MOLECULE THAT LEADS STEM CELLS TO BONE MARROW DISCOVERED

An ‘antenna’ molecule, which is capable of guiding blood stem cells to their natural ‘home’, the bone marrow, has been discovered. The discovery could improve the efficiency of umbilical cord stem cell transplants.

An ‘antenna’ molecule, which is capable of guiding blood stem cells to their natural ‘home’, the bone marrow, has been discovered. The discovery could improve the efficiency of umbilical cord stem cell transplants. This type of transplant is not efficient when there are not many umbilical cord stem cells present, since few of them are able to reach the bone marrow from the blood.
Reported by 
Nature magazine, the discovery was made by David Scadden of the Harvard Stem Cell Institute in Boston. The stem cells, which normally renew the population of blood cells in the body (red and white blood cells and platelets), are found in the bone marrow, but continuously move throughout blood in circulation, and eventually end up back in the bone marrow.

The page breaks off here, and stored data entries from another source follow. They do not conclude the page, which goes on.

//! Reverse proxy for `/api/*`.
//!
//! Requests under the API prefix are forwarded to the backend origin with the
//! same method, path, query, headers and body. Everything else falls through to
//! the dashboard routes.

use std::error::Error as StdError;

use axum::{
    body::{Body, Bytes},
    extract::{Request, State},
    http::{header, request::Parts, StatusCode, Uri},
    middleware::Next,
    response::{IntoResponse, Response},
};
use http_body_util::LengthLimitError;
use reqwest::Client;
use tracing::{debug, error, warn};

pub const API_PREFIX: &str = "/api/";

/// Largest request body the proxy will buffer.
const MAX_BODY_BYTES: usize = 10 * 1024 * 1024;

#[derive(Clone)]
pub struct ProxyState {
    client: Client,
    origin: String,
}

impl ProxyState {
    pub fn new(origin: &str) -> anyhow::Result<Self> {
        let client = Client::builder()
            .user_agent("NewsDigest/1.0 (Proxy)")
            .build()?;

        Ok(Self {
            client,
            origin: origin.trim_end_matches('/').to_string(),
        })
    }

    pub fn origin(&self) -> &str {
        &self.origin
    }

    async fn forward(
        &self,
        target: String,
        parts: Parts,
        body: Bytes,
    ) -> anyhow::Result<Response> {
        let mut headers = parts.headers;
        headers.remove(header::HOST);

        let upstream = self
            .client
            .request(parts.method, &target)
            .headers(headers)
            .body(body)
            .send()
            .await?;

        let status = upstream.status();
        let mut headers = upstream.headers().clone();
        headers.remove(header::TRANSFER_ENCODING);
        headers.remove(header::CONNECTION);
        let bytes = upstream.bytes().await?;

        let mut response = Response::new(Body::from(bytes));
        *response.status_mut() = status;
        *response.headers_mut() = headers;
        Ok(response)
    }
}

/// Backend URL for `uri`, or `None` when the path is not under [`API_PREFIX`].
pub fn rewrite_target(origin: &str, uri: &Uri) -> Option<String> {
    let path = uri.path();
    if !path.starts_with(API_PREFIX) {
        return None;
    }
    let path_and_query = uri.path_and_query().map_or(path, |pq| pq.as_str());
    Some(format!("{}{}", origin.trim_end_matches('/'), path_and_query))
}

fn exceeds_body_limit(err: &axum::Error) -> bool {
    std::iter::successors(Some(err as &(dyn StdError + 'static)), |e| (*e).source())
        .any(|e| e.is::<LengthLimitError>())
}

/// Middleware forwarding API requests to the backend.
///
/// Bodies larger than the buffer limit are rejected with `413` without
/// contacting the backend.
pub async fn forward_api(State(proxy): State<ProxyState>, req: Request, next: Next) -> Response {
    let Some(target) = rewrite_target(&proxy.origin, req.uri()) else {
        return next.run(req).await;
    };

    debug!("Proxying {} {} -> {}", req.method(), req.uri(), target);

    let (parts, body) = req.into_parts();
    let body = match axum::body::to_bytes(body, MAX_BODY_BYTES).await {
        Ok(body) => body,
        Err(e) if exceeds_body_limit(&e) => {
            warn!(
                "Rejecting {} {}: body over {} bytes",
                parts.method, parts.uri, MAX_BODY_BYTES
            );
            return (StatusCode::PAYLOAD_TOO_LARGE, "Payload Too Large").into_response();
        }
        Err(e) => {
            warn!("Failed to read request body for {}: {}", parts.uri, e);
            return (StatusCode::BAD_REQUEST, "Bad Request").into_response();
        }
    };

    match proxy.forward(target, parts, body).await {
        Ok(response) => response,
        Err(e) => {
            error!("Proxy request to {} failed: {}", proxy.origin, e);
            (StatusCode::BAD_GATEWAY, "Bad Gateway").into_response()
        }
    }
}

#[cfg(test)]
mod tests {
    use super::*;
    use axum::{middleware, routing::get, Router};
    use http_body_util::BodyExt;
    use tower::ServiceExt;
    use wiremock::matchers::{body_string, method, path, query_param};
    use wiremock::{Mock, MockServer, ResponseTemplate};

    fn create_test_app(origin: &str) -> Router {
        let proxy = ProxyState::new(origin).unwrap();
        Router::new()
            .route("/", get(|| async { "dashboard" }))
            .fallback(|| async { (StatusCode::NOT_FOUND, "not found") })
            .layer(middleware::from_fn_with_state(proxy, forward_api))
    }

    async fn body_text(response: Response) -> String {
        let body = response.into_body().collect().await.unwrap().to_bytes();
        String::from_utf8(body.to_vec()).unwrap()
    }

    mod rewrite_tests {
        use super::*;

        #[test]
        fn test_api_path_keeps_path_and_query() {
            let uri: Uri = "/api/digest?target_date=2026-10-18".parse().unwrap();
            assert_eq!(
                rewrite_target("http://backend:8000", &uri),
                Some("http://backend:8000/api/digest?target_date=2026-10-18".to_string())
            );
        }

        #[test]
        fn test_trailing_slash_on_origin() {
            let uri: Uri = "/api/stats".parse().unwrap();
            assert_eq!(
                rewrite_target("http://backend:8000/", &uri),
                Some("http://backend:8000/api/stats".to_string())
            );
        }

        #[test]
        fn test_non_api_paths_are_not_rewritten() {
            for raw in ["/", "/newsletter", "/apis", "/static/api/app.css"] {
                let uri: Uri = raw.parse().unwrap();
                assert_eq!(rewrite_target("http://backend:8000", &uri), None, "{raw}");
            }
        }

        #[test]
        fn test_origin_is_normalised() {
            let proxy = ProxyState::new("http://backend:8000/").unwrap();
            assert_eq!(proxy.origin(), "http://backend:8000");
        }
    }

    mod forwarding_tests {
        use super::*;

        #[tokio::test]
        async fn test_get_is_forwarded_with_query() {
            let server = MockServer::start().await;
            Mock::given(method("GET"))
                .and(path("/api/fetch/logs"))
                .and(query_param("limit", "5"))
                .respond_with(
                    ResponseTemplate::new(200).set_body_raw("[]", "application/json"),
                )
                .expect(1)
                .mount(&server)
                .await;

            let app = create_test_app(&server.uri());
            let response = app
                .oneshot(
                    axum::http::Request::builder()
                        .uri("/api/fetch/logs?limit=5")
                        .body(Body::empty())
                        .unwrap(),
                )
                .await
                .unwrap();

            assert_eq!(response.status(), StatusCode::OK);
            assert_eq!(
                response.headers().get(header::CONTENT_TYPE).unwrap(),
                "application/json"
            );
            assert_eq!(body_text(response).await, "[]");
        }

        #[tokio::test]
        async fn test_post_body_is_forwarded() {
            let server = MockServer::start().await;
            Mock::given(method("POST"))
                .and(path("/api/fetch/trigger"))
                .and(body_string("{}"))
                .respond_with(ResponseTemplate::new(202).set_body_string("queued"))
                .mount(&server)
                .await;

            let app = create_test_app(&server.uri());
            let response = app
                .oneshot(
                    axum::http::Request::builder()
                        .method("POST")
                        .uri("/api/fetch/trigger")
                        .body(Body::from("{}"))
                        .unwrap(),
                )
                .await
                .unwrap();

            assert_eq!(response.status(), StatusCode::ACCEPTED);
            assert_eq!(body_text(response).await, "queued");
        }

        #[tokio::test]
        async fn test_backend_error_status_is_passed_through() {
            let server = MockServer::start().await;
            Mock::given(method("GET"))
                .and(path("/api/articles/99"))
                .respond_with(ResponseTemplate::new(404).set_body_string("missing"))
                .mount(&server)
                .await;

            let app = create_test_app(&server.uri());
            let response = app
                .oneshot(
                    axum::http::Request::builder()
                        .uri("/api/articles/99")
                        .body(Body::empty())
                        .unwrap(),
                )
                .await
                .unwrap();

            assert_eq!(response.status(), StatusCode::NOT_FOUND);
            assert_eq!(body_text(response).await, "missing");
        }

        #[tokio::test]
        async fn test_non_api_request_passes_through() {
            let server = MockServer::start().await;
            Mock::given(method("GET"))
                .respond_with(ResponseTemplate::new(500))
                .expect(0)
                .mount(&server)
                .await;

            let app = create_test_app(&server.uri());
            let response = app
                .oneshot(axum::http::Request::builder().uri("/").body(Body::empty()).unwrap())
                .await
                .unwrap();

            assert_eq!(response.status(), StatusCode::OK);
            assert_eq!(body_text(response).await, "dashboard");
        }

        #[tokio::test]
        async fn test_oversized_body_is_rejected_locally() {
            let server = MockServer::start().await;
            Mock::given(method("POST"))
                .respond_with(ResponseTemplate::new(200))
                .expect(0)
                .mount(&server)
                .await;

            let app = create_test_app(&server.uri());
            let response = app
                .oneshot(
                    axum::http::Request::builder()
                        .method("POST")
                        .uri("/api/fetch/trigger")
                        .body(Body::from(vec![b'x'; MAX_BODY_BYTES + 1]))
                        .unwrap(),
                )
                .await
                .unwrap();

            assert_eq!(response.status(), StatusCode::PAYLOAD_TOO_LARGE);
        }

        #[tokio::test]
        async fn test_body_at_limit_is_forwarded() {
            let server = MockServer::start().await;
            Mock::given(method("POST"))
                .and(path("/api/fetch/trigger"))
                .respond_with(ResponseTemplate::new(200))
                .expect(1)
                .mount(&server)
                .await;

            let app = create_test_app(&server.uri());
            let response = app
                .oneshot(
                    axum::http::Request::builder()
                        .method("POST")
                        .uri("/api/fetch/trigger")
                        .body(Body::from(vec![b'x'; MAX_BODY_BYTES]))
                        .unwrap(),
                )
                .await
                .unwrap();

            assert_eq!(response.status(), StatusCode::OK);
        }

        #[tokio::test]
        async fn test_unreachable_backend_is_bad_gateway() {
            let app = create_test_app("http://127.0.0.1:1");
            let response = app
                .oneshot(
                    axum::http::Request::builder()
                        .uri("/api/stats")
                        .body(Body::empty())
                        .unwrap(),
                )
                .await
                .unwrap();

            assert_eq!(response.status(), StatusCode::BAD_GATEWAY);
        }
    }
}
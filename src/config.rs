use serde::Deserialize;
use std::path::Path;

/// Backend base URL used by the API client when running server-side.
pub const CLIENT_DEFAULT_API_URL: &str = "http://localhost:8000";
/// Backend origin used by the `/api` proxy.
///
/// Differs from [`CLIENT_DEFAULT_API_URL`]: the proxy assumes the container
/// network, the client assumes a local backend. Set `API_URL` to pin both.
pub const PROXY_DEFAULT_API_URL: &str = "http://backend:8000";

#[derive(Debug, Deserialize, Clone, PartialEq, Eq)]
pub struct Config {
    /// Address the dashboard listens on
    #[serde(default = "default_bind_address")]
    pub bind_address: String,
    /// Internal backend URL for server-side calls
    #[serde(default)]
    pub api_url: Option<String>,
    /// Backend URL handed to browsers; relative paths when unset
    #[serde(default)]
    pub public_api_url: Option<String>,
    /// Origin `/api/*` requests are forwarded to
    #[serde(default)]
    pub proxy_target: Option<String>,
    #[serde(default)]
    pub ga_measurement_id: Option<String>,
}

fn default_bind_address() -> String {
    "0.0.0.0:3000".to_string()
}

impl Default for Config {
    fn default() -> Self {
        Self {
            bind_address: default_bind_address(),
            api_url: None,
            public_api_url: None,
            proxy_target: None,
            ga_measurement_id: None,
        }
    }
}

impl Config {
    pub fn load<P: AsRef<Path>>(path: P) -> anyhow::Result<Self> {
        let content = std::fs::read_to_string(path)?;
        let config: Config = toml::from_str(&content)?;
        Ok(config)
    }

    /// Load the file if it exists, otherwise fall back to defaults.
    pub fn load_or_default<P: AsRef<Path>>(path: P) -> anyhow::Result<Self> {
        if path.as_ref().exists() {
            Self::load(path)
        } else {
            Ok(Self::default())
        }
    }

    /// Parse config from a TOML string (useful for testing)
    pub fn from_str(content: &str) -> anyhow::Result<Self> {
        let config: Config = toml::from_str(content)?;
        Ok(config)
    }

    /// Apply `API_URL`, `NEXT_PUBLIC_API_URL` and
    /// `NEXT_PUBLIC_GA_MEASUREMENT_ID` from the process environment.
    pub fn with_env_overrides(self) -> Self {
        self.with_overrides(|key| std::env::var(key).ok())
    }

    /// Apply overrides from an arbitrary lookup. Empty values are ignored.
    pub fn with_overrides<F>(mut self, lookup: F) -> Self
    where
        F: Fn(&str) -> Option<String>,
    {
        let lookup = |key: &str| lookup(key).filter(|v| !v.trim().is_empty());

        if let Some(api_url) = lookup("API_URL") {
            self.api_url = Some(api_url.clone());
            self.proxy_target = Some(api_url);
        }
        if let Some(public) = lookup("NEXT_PUBLIC_API_URL") {
            self.public_api_url = Some(public);
        }
        if let Some(ga) = lookup("NEXT_PUBLIC_GA_MEASUREMENT_ID") {
            self.ga_measurement_id = Some(ga);
        }
        self
    }

    /// Backend URL for server-side client calls.
    pub fn internal_api_url(&self) -> &str {
        self.api_url.as_deref().unwrap_or(CLIENT_DEFAULT_API_URL)
    }

    /// Origin the `/api` proxy forwards to.
    pub fn proxy_origin(&self) -> &str {
        self.proxy_target.as_deref().unwrap_or(PROXY_DEFAULT_API_URL)
    }
}

#[cfg(test)]
mod tests {
    use super::*;
    use std::collections::HashMap;
    use std::io::Write;
    use tempfile::NamedTempFile;

    fn env(pairs: &[(&str, &str)]) -> impl Fn(&str) -> Option<String> {
        let map: HashMap<String, String> = pairs
            .iter()
            .map(|(k, v)| (k.to_string(), v.to_string()))
            .collect();
        move |key| map.get(key).cloned()
    }

    #[test]
    fn test_default_bind_address() {
        assert_eq!(default_bind_address(), "0.0.0.0:3000");
    }

    #[test]
    fn test_load_valid_config() {
        let content = r#"
            bind_address = "127.0.0.1:8080"
            api_url = "http://api.internal:8000"
            public_api_url = "https://digest.example.com"
            proxy_target = "http://api.internal:8000"
            ga_measurement_id = "G-TEST123"
        "#;

        let mut temp_file = NamedTempFile::new().unwrap();
        temp_file.write_all(content.as_bytes()).unwrap();

        let config = Config::load(temp_file.path()).unwrap();

        assert_eq!(config.bind_address, "127.0.0.1:8080");
        assert_eq!(config.internal_api_url(), "http://api.internal:8000");
        assert_eq!(
            config.public_api_url.as_deref(),
            Some("https://digest.example.com")
        );
        assert_eq!(config.proxy_origin(), "http://api.internal:8000");
        assert_eq!(config.ga_measurement_id.as_deref(), Some("G-TEST123"));
    }

    #[test]
    fn test_empty_config_uses_defaults() {
        let config = Config::from_str("").unwrap();
        assert_eq!(config, Config::default());
        assert_eq!(config.internal_api_url(), CLIENT_DEFAULT_API_URL);
        assert_eq!(config.proxy_origin(), PROXY_DEFAULT_API_URL);
    }

    #[test]
    fn test_client_and_proxy_defaults_differ() {
        let config = Config::default();
        assert_eq!(config.internal_api_url(), "http://localhost:8000");
        assert_eq!(config.proxy_origin(), "http://backend:8000");
    }

    #[test]
    fn test_load_config_missing_file() {
        let result = Config::load("/nonexistent/path/digest.toml");
        assert!(result.is_err());
    }

    #[test]
    fn test_load_or_default_missing_file() {
        let config = Config::load_or_default("/nonexistent/path/digest.toml").unwrap();
        assert_eq!(config, Config::default());
    }

    #[test]
    fn test_load_config_invalid_toml() {
        let content = "this is not valid toml {{{";

        let mut temp_file = NamedTempFile::new().unwrap();
        temp_file.write_all(content.as_bytes()).unwrap();

        let result = Config::load(temp_file.path());
        assert!(result.is_err());
    }

    #[test]
    fn test_wrong_field_type_is_rejected() {
        let result = Config::from_str("bind_address = 3000");
        assert!(result.is_err());
    }

    #[test]
    fn test_api_url_overrides_client_and_proxy() {
        let config = Config::from_str(r#"api_url = "http://from-file:8000""#)
            .unwrap()
            .with_overrides(env(&[("API_URL", "http://from-env:9000")]));

        assert_eq!(config.internal_api_url(), "http://from-env:9000");
        assert_eq!(config.proxy_origin(), "http://from-env:9000");
    }

    #[test]
    fn test_public_and_analytics_overrides() {
        let config = Config::default().with_overrides(env(&[
            ("NEXT_PUBLIC_API_URL", "https://public.example.com"),
            ("NEXT_PUBLIC_GA_MEASUREMENT_ID", "G-ABC"),
        ]));

        assert_eq!(
            config.public_api_url.as_deref(),
            Some("https://public.example.com")
        );
        assert_eq!(config.ga_measurement_id.as_deref(), Some("G-ABC"));
        assert_eq!(config.api_url, None);
    }

    #[test]
    fn test_empty_env_values_are_ignored() {
        let config = Config::default().with_overrides(env(&[("API_URL", "  ")]));
        assert_eq!(config.internal_api_url(), CLIENT_DEFAULT_API_URL);
        assert_eq!(config.proxy_origin(), PROXY_DEFAULT_API_URL);
    }
}
//! Summary segmentation.
//!
//! Turns the free-text summaries attached to articles and newsletters into the
//! bullet points and named sections shown on the dashboard. Everything here is
//! a pure function of its input.

use std::sync::LazyLock;

use regex::Regex;
use serde::Serialize;

/// Maximum number of bullet points produced for one article summary.
pub const MAX_BULLET_POINTS: usize = 5;

/// Sentences of this many characters or fewer are discarded outright.
const MIN_SENTENCE_CHARS: usize = 15;
/// A cleaned sentence must be longer than this to become a bullet point.
const MIN_POINT_CHARS: usize = 20;
const MIN_SEMICOLON_PART_CHARS: usize = 25;
const MIN_DASH_PART_CHARS: usize = 20;
/// Below this many points the fallback splits are attempted.
const MIN_DESIRED_POINTS: usize = 3;

static SENTENCE_END_RE: LazyLock<Regex> =
    LazyLock::new(|| Regex::new(r"[.!?]\s+").expect("valid sentence regex"));
static SEMICOLON_RE: LazyLock<Regex> =
    LazyLock::new(|| Regex::new(r";\s*").expect("valid semicolon regex"));
static DASH_RE: LazyLock<Regex> =
    LazyLock::new(|| Regex::new(r"\s+[-–—]\s+").expect("valid dash regex"));
static SECTION_HEADER_RE: LazyLock<Regex> =
    LazyLock::new(|| Regex::new(r"##\s").expect("valid header regex"));
static PREAMBLE_RE: LazyLock<Regex> =
    LazyLock::new(|| Regex::new(r"(?i)^Based on.*?:\s*").expect("valid preamble regex"));
static HEADER_MARKER_RE: LazyLock<Regex> =
    LazyLock::new(|| Regex::new(r"^##\s*").expect("valid header marker regex"));
static BULLET_RE: LazyLock<Regex> =
    LazyLock::new(|| Regex::new(r"^[•\-*]\s*").expect("valid bullet regex"));
static EMPHASIS_RE: LazyLock<Regex> =
    LazyLock::new(|| Regex::new(r"\*\*[^*]+\*\*").expect("valid emphasis regex"));

/// An article summary reshaped for the detail view.
#[derive(Debug, Clone, PartialEq, Eq, Serialize)]
pub struct ArticleSummary {
    /// The summary exactly as received.
    pub overview: String,
    pub bullet_points: Vec<String>,
}

/// Named sections of a newsletter executive summary.
///
/// A section is `None` when the summary had no header for it.
#[derive(Debug, Clone, Default, PartialEq, Eq, Serialize)]
pub struct ExecutiveSummarySections {
    pub intro: Option<String>,
    pub key_themes: Option<Vec<String>>,
    pub critical_alerts: Option<Vec<String>>,
    pub tools: Option<Vec<String>>,
    pub trends: Option<Vec<String>>,
    pub takeaways: Option<Vec<String>>,
}

impl ExecutiveSummarySections {
    /// True when neither intro text nor any recognised section was found.
    pub fn is_empty(&self) -> bool {
        self.intro.as_deref().map_or(true, str::is_empty)
            && self.key_themes.is_none()
            && self.critical_alerts.is_none()
            && self.tools.is_none()
            && self.trends.is_none()
            && self.takeaways.is_none()
    }
}

/// One run of text inside a newsletter item, bold or not.
#[derive(Debug, Clone, PartialEq, Eq, Serialize)]
pub struct EmphasisSpan {
    pub text: String,
    pub strong: bool,
}

/// Length in UTF-16 code units, the unit the length thresholds are written
/// in. Characters outside the Basic Multilingual Plane, such as most emoji,
/// count as two.
fn text_len(s: &str) -> usize {
    s.encode_utf16().count()
}

/// Split text after each `.`, `!` or `?` that is followed by whitespace.
///
/// The punctuation stays attached to the sentence it ends.
fn split_sentences(text: &str) -> Vec<&str> {
    let mut sentences = Vec::new();
    let mut start = 0;
    for m in SENTENCE_END_RE.find_iter(text) {
        // The punctuation is a single ASCII byte.
        sentences.push(&text[start..=m.start()]);
        start = m.end();
    }
    sentences.push(&text[start..]);
    sentences
}

/// Split every point on `splitter`, replacing it with its parts when there is
/// more than one part and all of them are longer than `min_part_chars`.
fn subdivide(points: Vec<String>, splitter: &Regex, min_part_chars: usize) -> Vec<String> {
    let mut out = Vec::new();
    for point in points {
        let parts: Vec<&str> = splitter.split(&point).collect();
        if parts.len() > 1 && parts.iter().all(|p| text_len(p) > min_part_chars) {
            for part in parts {
                if out.len() < MAX_BULLET_POINTS {
                    out.push(part.trim().to_string());
                }
            }
        } else {
            out.push(point);
        }
    }
    out
}

/// Break an article summary into at most five bullet points.
///
/// Sentences are used first. When that yields fewer than three points the
/// points are subdivided on semicolons, and failing that on spaced dashes.
/// Abbreviations such as "U.S." and decimals are not special-cased.
///
/// Returns `None` for an empty summary.
pub fn segment_article_summary(summary: &str) -> Option<ArticleSummary> {
    if summary.is_empty() {
        return None;
    }

    let mut points: Vec<String> = Vec::new();
    let sentences = split_sentences(summary)
        .into_iter()
        .map(str::trim)
        .filter(|s| text_len(s) > MIN_SENTENCE_CHARS);

    for sentence in sentences {
        if points.len() >= MAX_BULLET_POINTS {
            break;
        }
        let point = sentence.strip_suffix('.').unwrap_or(sentence);
        if text_len(point) > MIN_POINT_CHARS {
            points.push(point.to_string());
        }
    }

    if !points.is_empty() && points.len() < MIN_DESIRED_POINTS {
        points = subdivide(points, &SEMICOLON_RE, MIN_SEMICOLON_PART_CHARS);
        if points.len() < MIN_DESIRED_POINTS {
            points = subdivide(points, &DASH_RE, MIN_DASH_PART_CHARS);
        }
    }

    points.truncate(MAX_BULLET_POINTS);

    Some(ArticleSummary {
        overview: summary.to_string(),
        bullet_points: points,
    })
}

/// Split text immediately before every `##` header marker.
fn split_sections(text: &str) -> Vec<&str> {
    let mut parts = Vec::new();
    let mut start = 0;
    for m in SECTION_HEADER_RE.find_iter(text) {
        if m.start() > start {
            parts.push(&text[start..m.start()]);
        }
        start = m.start();
    }
    parts.push(&text[start..]);
    parts
}

/// Parse a newsletter executive summary into its named sections.
///
/// Text before the first `##` header becomes the intro, minus any leading
/// "Based on ...:" preamble. Each header is matched by keyword, first match
/// wins: "key theme", "critical alert", "tool"/"resource", "trend",
/// "takeaway"/"actionable". Sections with any other header are dropped.
pub fn parse_executive_summary(summary: &str) -> ExecutiveSummarySections {
    let mut sections = ExecutiveSummarySections::default();

    for part in split_sections(summary) {
        let trimmed = part.trim();

        if !trimmed.starts_with("##") {
            if !trimmed.is_empty() {
                let intro = PREAMBLE_RE.replace(trimmed, "");
                sections.intro = Some(intro.trim().to_string());
            }
            continue;
        }

        let mut lines = trimmed.split('\n');
        let header = lines
            .next()
            .map(|line| HEADER_MARKER_RE.replace(line, "").to_lowercase())
            .unwrap_or_default();
        let items: Vec<String> = lines
            .map(|line| BULLET_RE.replace(line, "").trim().to_string())
            .filter(|line| !line.is_empty() && !line.starts_with("##"))
            .collect();

        if header.contains("key theme") {
            sections.key_themes = Some(items);
        } else if header.contains("critical alert") {
            sections.critical_alerts = Some(items);
        } else if header.contains("tool") || header.contains("resource") {
            sections.tools = Some(items);
        } else if header.contains("trend") {
            sections.trends = Some(items);
        } else if header.contains("takeaway") || header.contains("actionable") {
            sections.takeaways = Some(items);
        }
    }

    sections
}

/// Split a newsletter item into plain and `**bold**` runs.
pub fn emphasis_spans(text: &str) -> Vec<EmphasisSpan> {
    let mut spans = Vec::new();
    let mut last = 0;
    for m in EMPHASIS_RE.find_iter(text) {
        if m.start() > last {
            spans.push(EmphasisSpan {
                text: text[last..m.start()].to_string(),
                strong: false,
            });
        }
        let inner = &m.as_str()[2..m.as_str().len() - 2];
        spans.push(EmphasisSpan {
            text: inner.to_string(),
            strong: true,
        });
        last = m.end();
    }
    if last < text.len() {
        spans.push(EmphasisSpan {
            text: text[last..].to_string(),
            strong: false,
        });
    }
    spans
}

This is the reason why blood stem cells transplants are never highly efficient. In fact, the injected stem cells are not always able to make it back to the bone marrow, where they need to be present in order to function. These researchers have discovered a guide molecule, a protein called ‘GSA’, which is like an antenna placed on the surface of the cells, which guides them back to the marrow. Researchers have demonstrated in mice that have received stem cell transplants, that with drugs that activate GSA, the injected stem cells easily find their way to the bone marrow and the transplant functions more efficiently.